AKP hükümetinin dış siyasette özellikle de Suriye konusunda izlediği yanlış politikaların bedelini bugün hem Suriyeliler, hem de biz ödüyoruz.

Muhaliflere Türkiye’nin silah desteği sağladığı yönünde iddialar sık sık gündemde.
Son olarak da Pulitzer ödüllü gazeteci Seymour Hersh’in, Suriye’deki sarin gazı saldırısının Türkiye ile bağlantılı olduğunu öne sürmesi de ülkemiz adına vahimdir.

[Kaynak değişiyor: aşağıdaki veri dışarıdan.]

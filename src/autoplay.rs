//! Cancellable periodic auto-advance.
//!
//! The scheduler runs on a virtual clock: the owner feeds elapsed time via
//! [`Autoplay::advance`] and calls [`Navigator::next`](crate::navigator::Navigator::next)
//! once per returned tick (modulo whole laps), so automatic advances take the
//! same bounds-checked path as manual navigation. There is at most one interval at a time;
//! starting always cancels the previous one first.

use crate::config::SliderOptions;
use std::time::Duration;

#[derive(Debug, Clone, Copy, PartialEq, Eq)]
struct Interval {
    period: Duration,
    elapsed: Duration,
}

#[derive(Debug, Clone, PartialEq, Eq)]
pub struct Autoplay {
    enabled: bool,
    delay: Duration,
    interval: Option<Interval>,
}

impl Autoplay {
    pub fn new(enabled: bool, delay: Duration) -> Self {
        Self {
            enabled,
            delay,
            interval: None,
        }
    }

    pub fn from_options(options: &SliderOptions) -> Self {
        Self::new(options.auto_play, Duration::from_millis(options.auto_play_delay))
    }

    pub fn delay(&self) -> Duration {
        self.delay
    }

    /// Schedule a fresh interval for `item_count` positions.
    ///
    /// Cancels any running interval first. Nothing is scheduled when autoplay
    /// is disabled or there is at most one position. Returns whether an
    /// interval is now running.
    pub fn start(&mut self, item_count: usize) -> bool {
        self.interval = None;
        if !self.enabled || item_count <= 1 || self.delay.is_zero() {
            return false;
        }
        self.interval = Some(Interval {
            period: self.delay,
            elapsed: Duration::ZERO,
        });
        log::debug!("autoplay started ({} ms)", self.delay.as_millis());
        true
    }

    /// Cancel the interval. Idempotent.
    pub fn pause(&mut self) {
        if self.interval.take().is_some() {
            log::debug!("autoplay paused");
        }
    }

    /// Pause if running, otherwise start.
    pub fn toggle(&mut self, item_count: usize) -> bool {
        if self.is_running() {
            self.pause();
            false
        } else {
            self.start(item_count)
        }
    }

    pub fn is_running(&self) -> bool {
        self.interval.is_some()
    }

    /// Let `elapsed` pass and return how many ticks fell due.
    ///
    /// Leftover time carries over, so feeding 1500 ms twice with a 1000 ms
    /// period yields one tick and then two. Elapsed time saturates and the
    /// tick count caps at `u32::MAX`.
    pub fn advance(&mut self, elapsed: Duration) -> u32 {
        let Some(interval) = self.interval.as_mut() else {
            return 0;
        };
        interval.elapsed = interval.elapsed.saturating_add(elapsed);
        let period = interval.period.as_nanos();
        let due = interval.elapsed.as_nanos() / period;
        let remainder = interval.elapsed.as_nanos() % period;
        interval.elapsed = Duration::from_nanos(u64::try_from(remainder).unwrap_or(u64::MAX));
        u32::try_from(due).unwrap_or(u32::MAX)
    }

    /// Time until the next tick, `None` when not running.
    pub fn time_until_next(&self) -> Option<Duration> {
        self.interval.map(|i| i.period.saturating_sub(i.elapsed))
    }
}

Sonuç olarak 3 yıldır devam eden iç savaşta en az 140 bin kişinin öldüğü açıklandı.
Ne acıdır ki savaşta 12 bin çocuğun da yaşamını yitirdiği söyleniyor!

Suriye’deki kanlı savaşın sorumlu ve suçluları mutlaka bir gün tarih önünde yargılanacak.
Ancak bugün bu bedeli en ağır biçimde çocuklar ödüyor...

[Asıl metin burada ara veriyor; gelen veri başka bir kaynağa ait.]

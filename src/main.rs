use clap::{Parser, Subcommand, ValueEnum};
use slide_embed::config::{self, DefaultsProfile, SliderOptions};
use slide_embed::embed::{self, EmbedError, EmbedGenerator};
use slide_embed::ingest::{self, IngestOptions, IngestReport};
use slide_embed::output;
use slide_embed::types::Project;
use std::path::{Path, PathBuf};

/// Shared flags for commands that read images.
#[derive(clap::Args, Clone)]
struct ImageArgs {
    /// Image directory, or a JSON file holding an array of image descriptors
    #[arg(long)]
    images: PathBuf,

    /// Embed image bytes as base64 data URIs instead of relative paths
    #[arg(long)]
    inline: bool,
}

#[derive(Clone, Copy, ValueEnum)]
enum Format {
    /// Standalone container + style + script
    Embed,
    /// Container with a data attribute + hosted runtime script
    Lightweight,
    /// WordPress [image_slider] shortcode
    Shortcode,
    /// React function component
    React,
}

#[derive(Parser)]
#[command(name = "slide-embed")]
#[command(about = "Generate standalone, embeddable image slider code")]
#[command(long_about = "\
Generate standalone, embeddable image slider code

Point it at a directory of images (or a JSON list of image descriptors) and
it prints a self-contained HTML/CSS/JS block you can paste into any page.

Image directory:

  photos/
  ├── 001-Blue-Hour.jpg            # Shown first, titled \"Blue Hour\"
  ├── 002-Harbor.png
  ├── 010-Night-Market.webp        # Non-contiguous numbering OK
  └── .drafts/                     # Hidden entries are skipped

Options resolve in layers (later wins):
  stock defaults → --options file.toml → --set key=value

Run 'slide-embed gen-config' to print a documented options file.")]
#[command(version)]
struct Cli {
    /// Options file (TOML) layered over the stock defaults
    #[arg(long, global = true)]
    options: Option<PathBuf>,

    /// Override a single option, e.g. --set autoPlay=false --set height=300px
    #[arg(long = "set", value_name = "KEY=VALUE", global = true)]
    set: Vec<String>,

    /// Worker threads for image ingestion (default: all cores)
    #[arg(long, global = true)]
    threads: Option<usize>,

    #[command(subcommand)]
    command: Command,
}

#[derive(Subcommand)]
enum Command {
    /// Generate embed code for a set of images
    Generate {
        #[command(flatten)]
        images: ImageArgs,

        /// Output flavor
        #[arg(long, value_enum, default_value_t = Format::Embed)]
        format: Format,

        /// Write to a file instead of stdout
        #[arg(long)]
        output: Option<PathBuf>,

        /// Base URL of the hosted runtime (lightweight format)
        #[arg(long)]
        cdn_base: Option<String>,
    },
    /// Generate a project-bound embed that loads its images at display time
    Dynamic {
        /// Project record (JSON); its embed count is updated in place
        #[arg(long)]
        project: PathBuf,

        /// Base URL serving /projects/<id>
        #[arg(long)]
        api_base: Option<String>,

        /// Write to a file instead of stdout
        #[arg(long)]
        output: Option<PathBuf>,
    },
    /// Create a project record from a set of images
    Project {
        #[command(flatten)]
        images: ImageArgs,

        /// Project name
        #[arg(long, default_value = "")]
        name: String,

        /// Where to write the project JSON
        #[arg(long, default_value = "project.json")]
        output: PathBuf,
    },
    /// Check images and options without generating anything
    Validate {
        #[command(flatten)]
        images: ImageArgs,
    },
    /// Write a standalone HTML page around the embed for local viewing
    Preview {
        #[command(flatten)]
        images: ImageArgs,

        #[arg(long, default_value = "preview.html")]
        output: PathBuf,
    },
    /// Print a stock options file with all keys documented
    GenConfig,
}

fn main() -> Result<(), Box<dyn std::error::Error>> {
    env_logger::Builder::from_env(env_logger::Env::default().default_filter_or("info"))
        .target(env_logger::Target::Stderr)
        .init();

    let cli = Cli::parse();
    init_thread_pool(cli.threads);
    let overlay = config::build_overlay(cli.options.as_deref(), &cli.set)?;

    match cli.command {
        Command::Generate {
            images,
            format,
            output,
            cdn_base,
        } => {
            let report = load(&images)?;
            let mut generator = EmbedGenerator::new();
            if let Some(url) = cdn_base {
                generator = generator.with_cdn_base(&url);
            }
            let (kind, artifact) = match format {
                Format::Embed => ("embed", generator.generate(&report.images, Some(&overlay))?),
                Format::Lightweight => (
                    "lightweight embed",
                    generator.generate_lightweight(&report.images, Some(&overlay))?,
                ),
                Format::Shortcode => (
                    "shortcode",
                    generator.generate_wordpress_shortcode(&report.images, Some(&overlay))?,
                ),
                Format::React => (
                    "React component",
                    generator.generate_react_component(&report.images, Some(&overlay))?,
                ),
            };
            emit(kind, &artifact, output.as_deref())?;
        }
        Command::Dynamic {
            project,
            api_base,
            output,
        } => {
            let content = std::fs::read_to_string(&project)?;
            let mut record: Project = serde_json::from_str(&content)?;
            let mut generator = EmbedGenerator::new();
            if let Some(url) = api_base {
                generator = generator.with_api_base(&url);
            }
            let artifact = generator.generate_dynamic(&mut record, Some(&overlay))?;
            std::fs::write(&project, serde_json::to_string_pretty(&record)?)?;
            emit("dynamic embed", &artifact, output.as_deref())?;
            if output.is_some() {
                output::print_project(&record);
            }
        }
        Command::Project {
            images,
            name,
            output,
        } => {
            let report = load(&images)?;
            output::print_ingest_report(&report);
            let mut project = Project::new(&name);
            project.set_images(report.images);
            std::fs::write(&output, serde_json::to_string_pretty(&project)?)?;
            println!();
            output::print_project(&project);
            println!("==> Wrote {}", output.display());
        }
        Command::Validate { images } => {
            let report = load(&images)?;
            output::print_ingest_report(&report);
            let options = SliderOptions::resolve(DefaultsProfile::Embed, Some(&overlay))?;
            let validation = embed::validate_images(&report.images);
            println!();
            output::print_embed_summary(&report.images, &options);
            println!();
            output::print_validation(&validation, report.images.len());
            if let Some(error) = validation.error {
                return Err(EmbedError::Validation(error).into());
            }
        }
        Command::Preview { images, output } => {
            let report = load(&images)?;
            let page = EmbedGenerator::new().preview_page(&report.images, Some(&overlay))?;
            std::fs::write(&output, &page)?;
            let options = SliderOptions::resolve(DefaultsProfile::Embed, Some(&overlay))?;
            output::print_embed_summary(&report.images, &options);
            output::print_artifact_summary("preview page", &page, &output);
        }
        Command::GenConfig => {
            print!("{}", config::stock_options_toml());
        }
    }

    Ok(())
}

fn load(args: &ImageArgs) -> Result<IngestReport, ingest::IngestError> {
    let options = IngestOptions {
        inline: args.inline,
        ..IngestOptions::default()
    };
    ingest::load_images(&args.images, &options)
}

/// Write the artifact to `destination`, or to stdout when none is given.
fn emit(kind: &str, artifact: &str, destination: Option<&Path>) -> std::io::Result<()> {
    match destination {
        Some(path) => {
            std::fs::write(path, artifact)?;
            output::print_artifact_summary(kind, artifact, path);
        }
        None => println!("{artifact}"),
    }
    Ok(())
}

/// Initialize the rayon thread pool.
///
/// Caps at the number of available CPU cores: users can constrain down, not up.
fn init_thread_pool(threads: Option<usize>) {
    let cores = std::thread::available_parallelism()
        .map(|n| n.get())
        .unwrap_or(1);
    let threads = threads.map_or(cores, |t| t.clamp(1, cores));
    rayon::ThreadPoolBuilder::new()
        .num_threads(threads)
        .build_global()
        .ok();
}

Resmi açıklamalara göre, Türkiye’deki Suriyeli mülteci sayısı 1 milyon.
Ancak bu rakamın sağlıklı olduğunu söylemekte mümkün değil.
Çünkü Suriye’deki savaştan kaçarak Türkiye’ye sığınan mültecilerin sınır kapılarından resmi giriş yapmadıklarını biliyoruz.

Türkiye’ye kaçan mülteciler başta İstanbul olmak üzere pek çok ilimize gelerek burada yaşam savaşı veriyor. İstanbul’da sayıları o kadar artı ki, kentin bütün meydanlarında, alt ve üst geçitlerinde, cami avlularında, metrobüslerde, otobüslerde, metrolarda binlercesine rastlayabilirsiniz.
Suriyeli mültecilerin önemli bir bölümü dilencilik yoluyla geçimini sağlıyor.

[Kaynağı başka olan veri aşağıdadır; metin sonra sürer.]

//! # Slide Embed
//!
//! An image slider you can paste anywhere. Give it a list of images and a set
//! of options and it produces a self-contained block of HTML, CSS and
//! JavaScript that renders a slider on any page, with no build step and no
//! dependency on the host page's framework.
//!
//! # Architecture: One State Machine, Two Renderings
//!
//! The slider's behavior is defined once, as plain Rust state machines, and
//! rendered two ways:
//!
//! ```text
//! images + options ─┬─→ live::LiveSlider     (in-process: navigator, autoplay, lightbox)
//!                   └─→ embed::EmbedGenerator (standalone artifact: static/slider.js)
//! ```
//!
//! The embedded runtime in `static/slider.js` follows the same rules as the
//! Rust types: cyclic navigation, nine-cell grid pages, autoplay that pauses
//! on hover and on touch, a lightbox that wraps around and locks page scroll.
//! The browser tests in `tests/` drive both with the same inputs and compare
//! the resulting position.
//!
//! # Module Map
//!
//! | Module | Role |
//! |--------|------|
//! | [`types`] | Image descriptors, validation results, project records |
//! | [`config`] | Slider options: stock defaults per profile, layered overlays, validation, CSS custom properties |
//! | [`events`] | Typed publish/subscribe bus used by the navigator and the lightbox |
//! | [`navigator`] | Slide and page navigators: cyclic cursor plus change notifications |
//! | [`autoplay`] | Periodic advancement driven by elapsed time |
//! | [`lightbox`] | Full-screen viewer state |
//! | [`live`] | Mounts a slider into a document, binds inputs, re-renders markup |
//! | [`embed`] | Embed-code generators: standalone, lightweight, shortcode, React, project-bound |
//! | [`ingest`] | Turns an image directory into descriptors (dimensions, MIME type, optional data URIs) |
//! | [`output`] | CLI output formatting for reports and artifacts |
//!
//! # Design Decisions
//!
//! ## Maud For Markup
//!
//! The slider container, the live rendering and the preview page are built
//! with [Maud](https://maud.lambda.xyz/). Image names and sources come from
//! users, and Maud escapes every interpolation. Data embedded inside `<script>`
//! goes through a separate JSON encoder that escapes `<`, `>` and `&` so a
//! name like `</script>` cannot end the block early.
//!
//! ## Explicit Time
//!
//! [`autoplay::Autoplay`] never reads a clock. Callers hand it elapsed time
//! through [`live::LiveSlider::advance`], which makes timing deterministic
//! in tests and lets a host drive it from whatever timer it already has.
//!
//! ## Layered Options
//!
//! Options resolve from stock defaults through any number of JSON overlays:
//!
//! ```text
//! stock defaults (embed | preview | project)
//!   ← options file (TOML)
//!   ← --set key=value
//! ```
//!
//! Unknown keys are rejected at every layer, so a typo in `autoPlayDelay`
//! fails loudly instead of silently using the default.
//!
//! ## Teardown Consumes
//!
//! [`live::LiveSlider::destroy`] takes the slider by value. A destroyed slider
//! cannot be driven because it no longer exists.

pub mod autoplay;
pub mod config;
pub mod embed;
pub mod events;
pub mod ingest;
pub mod lightbox;
pub mod live;
pub mod navigator;
pub mod output;
pub mod types;

#[cfg(test)]
pub(crate) mod test_helpers;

Son olarak Halep’ten kaçarak İstanbul’a gelen yüzlerce Türkmen asıllı Suriyeli, Bayrampaşa Esenler Otogarı yanındaki arazide kamp kurdu.
Arazinin özel mülk olmasını ve ilçe halkının şikayetlerini gerekçe gösteren Bayrampaşa Belediyesi, ilçe emniyet müdürlüğü ekipleriyle birlikte mültecileri buradan gönderdi.
Başka illerde yakınları olanlar belediyenin sağladığı imkanlarla yakınlarının yanına gönderildi.
Ancak gidecek yeri olamayan ve kalacak yer gösterilmeyen çok sayıda Suriyeli mülteci ise İstanbul’da kaldı. (“Savaşta bile daha güvendeydik” başlıklı haberde detayını okuyabilirsiniz.)

Haberi hazırlarken görüştüğüm Suriyelilerden edindiğim izlenim şu ki, İstanbul’da kalanların durumu hiç de iç açıcı değil.
En büyük sıkıntıları açlık ve susuzluk olarak gözükse de, en büyük kaygıları çocuklar…
Çocukların hemen hepsi hasta, birçoğunun ayağında ayakkabısı dahi yok!
Belediye ile polisin boşalttığı arazide çuval üstünde oturan 4 kişilik bir aile gördüm.
Acılı babanın bana anlattığına göre, muhaliflerin baskısı sonucu 10 gün önce Halep’ten kaçıp İstanbul’a gelmişler.
Eşi ve kızı Kirazlı’da iş bularak çalışmaya başlamış ancak son 3 gündür kayıplar.
Polise ailesinin kayıp olduğunu bildiren baba, “Bana bu araziden git diyorlar ama gidemem karım ve kızım buradan başka bir yer bilmiyor. Ben gidersem döndüklerinde beni bulamazlarsa ailemi tamamen kaybederim. Zaten 2 çocuğumu savaşta kaybettim. Ama savaşta bile daha güvendeydik. Karımı ve kızımı bulduğum gün sonumuz ne olacaksa olsun Suriye’ye geri döneceğiz…” dedi.
Bu dramatik hikaye sadece tek bir ailenin hikayesi.

Bugün Türkiye’de en az 1 milyon mültecinin olduğu düşünüldüğünde sözün bittiği yerdeyiz.
Savaştan kaçan çaresiz insanlara sınırları açmakla büyük ülke olunmuyor.

Büyüklük, kucak açtığın insanlara en azından insanca koşullarda bir yaşam hakkı sunabilmekle olur.
Sokakta hasta ve aç çocuklar varken onların sorunlarını, dertlerini dert edinebilmektir büyüklüktür.